• [Exercise description] For the listing below, report all lines that hold the word "value".

• [Source data]
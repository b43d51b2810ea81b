//! Outbound notifications.
//!
//! Delivery is best-effort from the lifecycle's point of view: a failed send
//! is logged by the caller and never rolls back a state change.

use std::{collections::BTreeMap, future::Future};

use thiserror::Error;

#[derive(Debug, Clone, PartialEq, Eq)]
pub struct Notification {
  pub recipient: String,
  pub template:  String,
  pub variables: BTreeMap<String, String>,
}

impl Notification {
  pub fn new(recipient: impl Into<String>, template: impl Into<String>) -> Self {
    Self {
      recipient: recipient.into(),
      template:  template.into(),
      variables: BTreeMap::new(),
    }
  }

  pub fn var(mut self, key: &str, value: impl Into<String>) -> Self {
    self.variables.insert(key.to_owned(), value.into());
    self
  }
}

#[derive(Debug, Error)]
#[error("notification to {recipient} failed: {reason}")]
pub struct NotifyError {
  pub recipient: String,
  pub reason:    String,
}

pub trait Notifier: Send + Sync {
  fn send(
    &self,
    notification: Notification,
  ) -> impl Future<Output = Result<(), NotifyError>> + Send + '_;
}

/// Discards every notification.
#[derive(Debug, Clone, Copy, Default)]
pub struct NullNotifier;

impl Notifier for NullNotifier {
  async fn send(&self, notification: Notification) -> Result<(), NotifyError> {
    tracing::debug!(
      template = %notification.template,
      "notification discarded"
    );
    Ok(())
  }
}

• [Written response]
  pub fn var(mut self, key: &str, value: impl Into<String>) -> Self {
    self.variables.insert(key.to_owned(), value.into());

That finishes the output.